Personal information
- Date of birth: 20 January 2003 (age 23)
- Place of birth: Zagreb, Croatia
- Height: 1.84 m (6 ft 0 in)
- Position: Defender

Team information
- Current team: Hertha BSC II
- Number: 20

Youth career
- 2010–2021: Dinamo

Senior career*
- Years: Team / Apps / (Gls)
- 2021–2024: Dinamo / 0 / (0)
- 2021–2022: → Dinamo II (loan) / 26 / (0)
- 2022: → Varaždin (loan) / 6 / (0)
- 2023: → Gorica (loan) / 14 / (0)
- 2024: → Zrinjski (loan) / 4 / (0)
- 2024–2025: Reggiana / 0 / (0)
- 2025–2026: Karlovac 1919 / 2 / (0)
- 2026: → Dubrava (loan) / 6 / (0)
- 2025–: Hertha BSC II / 10 / (0)

International career^{‡}
- 2017: Croatia U14 / 2 / (0)
- 2017–2018: Croatia U15 / 10 / (0)
- 2018–2019: Croatia U16 / 10 / (0)
- 2019: Croatia U17 / 8 / (0)
- 2021: Croatia U19 / 5 / (0)

= Filip Brekalo (footballer, born 2003) =

Croatian footballer

Filip Brekalo (born 20 January 2003) is a Croatian footballer who plays as a defender for German Regionalliga Nordost club Hertha BSC II.

==Early life==

As a youth player, Brekalo joined the youth academy of Croatian side Dinamo. He was regarded as one of the club's most important players.

==Club career==
Brekalo started his career with Croatian side Dinamo.
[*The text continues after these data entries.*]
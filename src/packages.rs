//! Package cache: resolves a spec on the CDN and records it in the ledger

use crate::http::FetchRequest;
use crate::net::fetch_with_timeout;
use crate::resolve::{Cdn, parse_reexport};
use crate::{InstalledPackage, QuotaPolicy, Result, RunStats, RuntimeState, SandboxError, Transport};
use sha2::{Digest, Sha256};
use url::Url;

/// Outcome of [`PackageCache::ensure_installed`]
#[derive(Debug, Clone, PartialEq, Eq)]
pub struct Installed {
    pub package: InstalledPackage,
    /// Entry source when it was downloaded during this call; `None` on a cache hit
    pub entry_source: Option<String>,
}

impl Installed {
    pub fn is_cache_hit(&self) -> bool {
        self.entry_source.is_none()
    }
}

/// Trim and validate a guest-supplied spec
///
/// Allowed characters: ASCII alphanumerics and `@ / . _ + -`.
pub fn validate_spec(raw: &str, policy: &QuotaPolicy) -> Result<String> {
    let spec = raw.trim();
    if spec.is_empty() {
        return Err(SandboxError::InvalidSpec("spec is empty".into()));
    }
    if spec.chars().count() as u64 > policy.pkg_max_spec_length {
        return Err(SandboxError::InvalidSpec(format!(
            "spec is longer than {} characters",
            policy.pkg_max_spec_length
        )));
    }
    if let Some(bad) = spec
        .chars()
        .find(|c| !(c.is_ascii_alphanumeric() || matches!(c, '@' | '/' | '.' | '_' | '+' | '-')))
    {
        return Err(SandboxError::InvalidSpec(format!(
            "character {bad:?} is not allowed in {spec:?}"
        )));
    }
    Ok(spec.to_string())
}

/// Resolves and records packages for one run
pub struct PackageCache<'a> {
    transport: &'a dyn Transport,
    policy: &'a QuotaPolicy,
    cdn: &'a Cdn,
}

impl<'a> PackageCache<'a> {
    pub fn new(transport: &'a dyn Transport, policy: &'a QuotaPolicy, cdn: &'a Cdn) -> Self {
        Self {
            transport,
            policy,
            cdn,
        }
    }

    /// Return the ledger entry for `spec`, installing it first if needed
    ///
    /// A hit performs no I/O and consumes no quota. A miss counts against
    /// `pkg_max_installs_per_run`, inserts the record, and hands the
    /// updated ledger to `persist` before returning.
    pub async fn ensure_installed(
        &self,
        raw_spec: &str,
        ledger: &mut RuntimeState,
        stats: &mut RunStats,
        persist: &mut dyn FnMut(&RuntimeState),
    ) -> Result<Installed> {
        let spec = validate_spec(raw_spec, self.policy)?;

        if let Some(package) = ledger.get(&spec) {
            tracing::debug!(%spec, "package cache hit");
            return Ok(Installed {
                package: package.clone(),
                entry_source: None,
            });
        }

        if stats.package_installs >= self.policy.pkg_max_installs_per_run {
            tracing::warn!(%spec, limit = self.policy.pkg_max_installs_per_run, "package install limit reached");
            return Err(SandboxError::InstallLimit(self.policy.pkg_max_installs_per_run));
        }

        let (package, source) = self.download(&spec).await?;

        ledger.insert(package.clone());
        stats.package_installs += 1;
        tracing::info!(
            %spec,
            entry = %package.entry_url,
            size = package.size_bytes,
            "package installed"
        );
        persist(ledger);

        Ok(Installed {
            package,
            entry_source: Some(source),
        })
    }

    async fn download(&self, spec: &str) -> Result<(InstalledPackage, String)> {
        let resolve_err = |reason: String| SandboxError::Resolve {
            spec: spec.to_string(),
            reason,
        };

        let index_url = self
            .cdn
            .index_url(spec)
            .map_err(|err| resolve_err(err.to_string()))?;
        let index = self.get(index_url.as_str()).await?;
        if !index.is_success() {
            return Err(resolve_err(format!("index returned HTTP {}", index.status)));
        }

        let resolved_url = Url::parse(&index.final_url).unwrap_or_else(|_| index_url.clone());
        let entry_url = match parse_reexport(&index.text()) {
            Some(target) => self
                .anchor(&resolved_url, &target)
                .map_err(|err| resolve_err(format!("bad entry {target:?}: {err}")))?,
            None => resolved_url.clone(),
        };
        if !self.cdn.owns(&entry_url) {
            return Err(resolve_err(format!("entry {entry_url} is not on the package CDN")));
        }

        let entry = if entry_url == resolved_url {
            index
        } else {
            let entry = self.get(entry_url.as_str()).await?;
            if !entry.is_success() {
                return Err(resolve_err(format!("entry returned HTTP {}", entry.status)));
            }
            entry
        };

        let size = entry.body.len() as u64;
        if size > self.policy.pkg_max_module_bytes {
            return Err(SandboxError::ModuleTooLarge {
                url: entry_url.to_string(),
                size,
                limit: self.policy.pkg_max_module_bytes,
            });
        }

        let sha256 = hex::encode(Sha256::digest(&entry.body));
        let package = InstalledPackage {
            spec: spec.to_string(),
            resolved_url: resolved_url.to_string(),
            entry_url: entry_url.to_string(),
            sha256,
            size_bytes: size,
            installed_at: chrono::Utc::now().to_rfc3339(),
        };
        Ok((package, entry.text()))
    }

    /// Root-relative targets go to the CDN host, relative ones join the index URL
    fn anchor(&self, index: &Url, target: &str) -> std::result::Result<Url, url::ParseError> {
        if target.starts_with('/') && !target.starts_with("//") {
            self.cdn.rebase(target)
        } else {
            index.join(target)
        }
    }

    async fn get(&self, url: &str) -> Result<crate::http::FetchResponse> {
        let max_redirects = u32::try_from(self.policy.net_max_redirects).unwrap_or(u32::MAX);
        let request = FetchRequest::get(url, self.policy.pkg_max_module_bytes, max_redirects);
        fetch_with_timeout(self.transport, request, self.policy.pkg_install_timeout()).await
    }
}
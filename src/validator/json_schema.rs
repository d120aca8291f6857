use serde_json::Value;
use std::sync::Arc;
use tracing::debug;

use super::{SchemaValidator, ValidationFailure};
use crate::error::SchemaError;

/// JSON Schema backend (`jsonschema` crate).
///
/// The schema is compiled once, when the `JsonSchema` is created, so a broken
/// schema surfaces at registration time rather than on the first request.
#[derive(Clone)]
pub struct JsonSchema {
    schema: Value,
    compiled: Arc<jsonschema::Validator>,
}

impl JsonSchema {
    pub fn new(schema: Value) -> Result<Self, SchemaError> {
        let compiled =
            jsonschema::validator_for(&schema).map_err(|e| SchemaError::InvalidJsonSchema {
                reason: e.to_string(),
            })?;
        debug!(schema = %schema, "Compiled JSON Schema validator");
        Ok(Self {
            schema,
            compiled: Arc::new(compiled),
        })
    }

    /// Compile and wrap into a shared [`super::Schema`] handle.
    pub fn shared(schema: Value) -> Result<super::Schema, SchemaError> {
        Ok(Arc::new(Self::new(schema)?))
    }

    #[must_use]
    pub fn schema(&self) -> &Value {
        &self.schema
    }
}

impl SchemaValidator for JsonSchema {
    fn validate(&self, value: &Value) -> Result<Value, ValidationFailure> {
        let messages: Vec<String> = self
            .compiled
            .iter_errors(value)
            .map(|e| e.to_string())
            .collect();
        if messages.is_empty() {
            Ok(value.clone())
        } else {
            Err(ValidationFailure::new(messages))
        }
    }

    fn openapi_schema(&self) -> Value {
        self.schema.clone()
    }

    fn library(&self) -> &'static str {
        "jsonschema"
    }
}

#[cfg(test)]
mod tests {
    use super::*;
    use serde_json::json;

    fn todo_schema() -> JsonSchema {
        JsonSchema::new(json!({
            "type": "object",
            "properties": {
                "name": { "type": "string" },
                "completed": { "type": "boolean" }
            },
            "required": ["name", "completed"]
        }))
        .unwrap()
    }

    #[test]
    fn test_accepts_valid_value() {
        let value = json!({"name": "milk", "completed": false});
        assert_eq!(todo_schema().validate(&value), Ok(value));
    }

    #[test]
    fn test_reports_each_violation() {
        let failure = todo_schema()
            .validate(&json!({"name": 42}))
            .unwrap_err();
        assert_eq!(failure.messages.len(), 2);
        assert!(failure.messages.iter().any(|m| m.contains("completed")));
        assert!(failure.messages.iter().any(|m| m.contains("42")));
    }

    #[test]
    fn test_invalid_schema_is_a_configuration_error() {
        let err = JsonSchema::new(json!({"type": "not-a-type"})).err().unwrap();
        assert!(matches!(err, SchemaError::InvalidJsonSchema { .. }));
    }

    #[test]
    fn test_openapi_schema_is_the_document() {
        assert_eq!(todo_schema().openapi_schema()["required"], json!(["name", "completed"]));
        assert_eq!(todo_schema().library(), "jsonschema");
    }
}
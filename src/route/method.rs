use std::fmt;
use std::str::FromStr;

/// The HTTP methods an endpoint table can register.
///
/// Variants are declared alphabetically so the derived ordering yields the
/// sorted `Allow` header.
#[derive(Debug, Clone, Copy, PartialEq, Eq, PartialOrd, Ord, Hash)]
pub enum HttpMethod {
    Delete,
    Get,
    Head,
    Options,
    Patch,
    Post,
    Put,
    Trace,
}

impl HttpMethod {
    pub const ALL: [HttpMethod; 8] = [
        HttpMethod::Delete,
        HttpMethod::Get,
        HttpMethod::Head,
        HttpMethod::Options,
        HttpMethod::Patch,
        HttpMethod::Post,
        HttpMethod::Put,
        HttpMethod::Trace,
    ];

    /// Uppercase wire name
    #[must_use]
    pub fn as_str(&self) -> &'static str {
        match self {
            HttpMethod::Delete => "DELETE",
            HttpMethod::Get => "GET",
            HttpMethod::Head => "HEAD",
            HttpMethod::Options => "OPTIONS",
            HttpMethod::Patch => "PATCH",
            HttpMethod::Post => "POST",
            HttpMethod::Put => "PUT",
            HttpMethod::Trace => "TRACE",
        }
    }

    /// Lowercase key used for operations in an OpenAPI path item
    #[must_use]
    pub fn openapi_key(&self) -> &'static str {
        match self {
            HttpMethod::Delete => "delete",
            HttpMethod::Get => "get",
            HttpMethod::Head => "head",
            HttpMethod::Options => "options",
            HttpMethod::Patch => "patch",
            HttpMethod::Post => "post",
            HttpMethod::Put => "put",
            HttpMethod::Trace => "trace",
        }
    }

    /// Normalize a raw method (any case, surrounding whitespace) into a known method.
    #[must_use]
    pub fn parse(raw: &str) -> Option<Self> {
        let upper = raw.trim().to_ascii_uppercase();
        HttpMethod::ALL
            .iter()
            .copied()
            .find(|m| m.as_str() == upper)
    }
}

impl fmt::Display for HttpMethod {
    fn fmt(&self, f: &mut fmt::Formatter<'_>) -> fmt::Result {
        f.write_str(self.as_str())
    }
}

/// Error for a method outside the supported set
#[derive(Debug, Clone, PartialEq, Eq)]
pub struct UnknownMethod(pub String);

impl fmt::Display for UnknownMethod {
    fn fmt(&self, f: &mut fmt::Formatter<'_>) -> fmt::Result {
        write!(f, "unsupported HTTP method `{}`", self.0)
    }
}

impl std::error::Error for UnknownMethod {}

impl FromStr for HttpMethod {
    type Err = UnknownMethod;

    fn from_str(s: &str) -> Result<Self, Self::Err> {
        HttpMethod::parse(s).ok_or_else(|| UnknownMethod(s.to_string()))
    }
}

impl TryFrom<&http::Method> for HttpMethod {
    type Error = UnknownMethod;

    fn try_from(method: &http::Method) -> Result<Self, Self::Error> {
        method.as_str().parse()
    }
}

impl From<HttpMethod> for http::Method {
    fn from(method: HttpMethod) -> Self {
        match method {
            HttpMethod::Delete => http::Method::DELETE,
            HttpMethod::Get => http::Method::GET,
            HttpMethod::Head => http::Method::HEAD,
            HttpMethod::Options => http::Method::OPTIONS,
            HttpMethod::Patch => http::Method::PATCH,
            HttpMethod::Post => http::Method::POST,
            HttpMethod::Put => http::Method::PUT,
            HttpMethod::Trace => http::Method::TRACE,
        }
    }
}

#[cfg(test)]
mod tests {
    use super::*;

    #[test]
    fn test_parse_normalizes_case() {
        assert_eq!(HttpMethod::parse("get"), Some(HttpMethod::Get));
        assert_eq!(HttpMethod::parse("Patch"), Some(HttpMethod::Patch));
        assert_eq!(HttpMethod::parse(" TRACE "), Some(HttpMethod::Trace));
        assert_eq!(HttpMethod::parse("CONNECT"), None);
        assert_eq!(HttpMethod::parse("PROPFIND"), None);
    }

    #[test]
    fn test_ordering_is_alphabetical() {
        let mut names: Vec<&str> = HttpMethod::ALL.iter().map(|m| m.as_str()).collect();
        let sorted = {
            let mut s = names.clone();
            s.sort_unstable();
            s
        };
        assert_eq!(names, sorted);
        names.dedup();
        assert_eq!(names.len(), 8);
    }

    #[test]
    fn test_http_method_conversions() {
        assert_eq!(HttpMethod::try_from(&http::Method::PUT), Ok(HttpMethod::Put));
        assert!(HttpMethod::try_from(&http::Method::CONNECT).is_err());
        assert_eq!(http::Method::from(HttpMethod::Head), http::Method::HEAD);
    }
}
#![allow(dead_code)]

use std::fmt;
use std::sync::{Arc, Mutex};
use tracing::field::{Field, Visit};
use tracing::{Event, Level, Subscriber};
use tracing_subscriber::layer::{Context, Layer, SubscriberExt};
use tracing_subscriber::Registry;

/// One event recorded by [`TestTracing`].
#[derive(Debug, Clone)]
pub struct CapturedEvent {
    pub level: Level,
    pub message: String,
    pub fields: Vec<(String, String)>,
}

impl CapturedEvent {
    pub fn field(&self, name: &str) -> Option<&str> {
        self.fields
            .iter()
            .find(|(k, _)| k == name)
            .map(|(_, v)| v.as_str())
    }
}

#[derive(Default)]
struct FieldVisitor {
    message: String,
    fields: Vec<(String, String)>,
}

impl Visit for FieldVisitor {
    fn record_str(&mut self, field: &Field, value: &str) {
        if field.name() == "message" {
            self.message = value.to_string();
        } else {
            self.fields.push((field.name().to_string(), value.to_string()));
        }
    }

    fn record_debug(&mut self, field: &Field, value: &dyn fmt::Debug) {
        if field.name() == "message" {
            self.message = format!("{value:?}");
        } else {
            self.fields.push((field.name().to_string(), format!("{value:?}")));
        }
    }
}

#[derive(Clone, Default)]
struct CaptureLayer(Arc<Mutex<Vec<CapturedEvent>>>);

impl<S: Subscriber> Layer<S> for CaptureLayer {
    fn on_event(&self, event: &Event<'_>, _ctx: Context<'_, S>) {
        let mut visitor = FieldVisitor::default();
        event.record(&mut visitor);
        self.0.lock().unwrap().push(CapturedEvent {
            level: *event.metadata().level(),
            message: visitor.message,
            fields: visitor.fields,
        });
    }
}

/// Captures every event emitted on the current thread while alive.
pub struct TestTracing {
    events: Arc<Mutex<Vec<CapturedEvent>>>,
    _guard: tracing::subscriber::DefaultGuard,
}

impl TestTracing {
    pub fn init() -> Self {
        let layer = CaptureLayer::default();
        let events = Arc::clone(&layer.0);
        let subscriber = Registry::default().with(layer);
        let guard = tracing::subscriber::set_default(subscriber);
        Self {
            events,
            _guard: guard,
        }
    }

    pub fn events(&self) -> Vec<CapturedEvent> {
        self.events.lock().unwrap().clone()
    }

    /// Number of events whose message contains `needle`.
    pub fn count(&self, needle: &str) -> usize {
        self.events
            .lock()
            .unwrap()
            .iter()
            .filter(|e| e.message.contains(needle))
            .count()
    }

    pub fn find(&self, needle: &str) -> Option<CapturedEvent> {
        self.events
            .lock()
            .unwrap()
            .iter()
            .find(|e| e.message.contains(needle))
            .cloned()
    }
}
//! Endpoint definitions and route paths.
//!
//! An [`Endpoint`] is the method-keyed table for one route; the dispatcher
//! pairs each endpoint with a [`RoutePattern`].
//!
//! ```rust
//! use restroute::route::{Endpoint, MethodHandler};
//! use serde_json::json;
//!
//! let todos = Endpoint::new()
//!     .get(MethodHandler::new(|ctx| {
//!         ctx.res.json(200, json!([{ "id": 1, "name": "milk" }]));
//!         Ok(())
//!     }))
//!     .with_middleware(|req, _params| Ok(json!({ "user": req.get_header("x-user") })));
//!
//! assert_eq!(todos.allow_header(), "GET");
//! ```

mod endpoint;
mod method;
mod pattern;

pub use endpoint::{
    Endpoint, ErrorHandler, HandlerContext, HandlerFn, InputSpec, MethodHandler, Middleware,
    OutputSpec, Params,
};
pub use method::{HttpMethod, UnknownMethod};
pub use pattern::RoutePattern;
//! # Dispatcher Module
//!
//! Runs one request through an endpoint table and writes the response.
//!
//! ## Request Flow
//!
//! 1. The request id is taken from `x-request-id` (or generated) and attached
//!    to a `tracing` span for the whole request
//! 2. Documentation paths are served when exposed
//! 3. The path is matched against the registered routes (static routes first);
//!    dynamic segments become path parameters
//! 4. The method is looked up in the endpoint table; unknown methods get 405
//!    with an `Allow` header
//! 5. Global, endpoint and method middleware run in that order, each merging
//!    its returned object into the handler params
//! 6. A declared input checks the content type (415) and validates the body (400)
//! 7. The handler writes its own response
//! 8. Outside production, a declared output for the written status and media
//!    type is checked and mismatches are logged
//!
//! ## Error Handling
//!
//! Errors returned by middleware or handlers and panics raised in them are
//! caught. The most specific error handler runs (method, endpoint, global);
//! without one, the error is logged and a 500 with a generic message is sent.
//! Framework rejections (404, 405, 415, 400) never reach error handlers.
//!
//! ```rust
//! use restroute::config::ConfigStore;
//! use restroute::dispatcher::Dispatcher;
//! use restroute::route::{Endpoint, MethodHandler};
//! use restroute::server::ApiRequest;
//! use serde_json::json;
//! use std::sync::Arc;
//!
//! let mut dispatcher = Dispatcher::new(Arc::new(ConfigStore::new()));
//! dispatcher
//!     .route(
//!         "/api/todos/[id]",
//!         Endpoint::new().get(MethodHandler::new(|ctx| {
//!             let id = ctx.req.get_path_param("id").unwrap_or_default().to_string();
//!             ctx.res.json(200, json!({ "id": id }));
//!             Ok(())
//!         })),
//!     )
//!     .unwrap();
//!
//! let res = dispatcher.handle(&ApiRequest::new("GET", "/api/todos/42"));
//! assert_eq!(res.status, 200);
//!
//! let res = dispatcher.handle(&ApiRequest::new("DELETE", "/api/todos/42"));
//! assert_eq!(res.status, 405);
//! assert_eq!(res.get_header("allow"), Some("GET"));
//! ```

mod core;
mod pipeline;

pub use self::core::Dispatcher;
pub use self::pipeline::{dispatch, Globals};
On 11 July 2024, Brekalo signed with Reggiana in Italy for one season, with an option for a second year. A week later, Reggiana announced that Brekalo will spend undetermined time away from the field due to a knee injury. He made his only bench appearance in the last game of the 2024–25 Serie B season.

==International career==
Brekalo is a Croatia youth international. He played for the Croatia national under-17 football team for 2019 UEFA European Under-17 Championship qualification.

==Personal life==
Brekalo was born in 2003 in Croatia. He is the younger brother of Croatia international Josip Brekalo.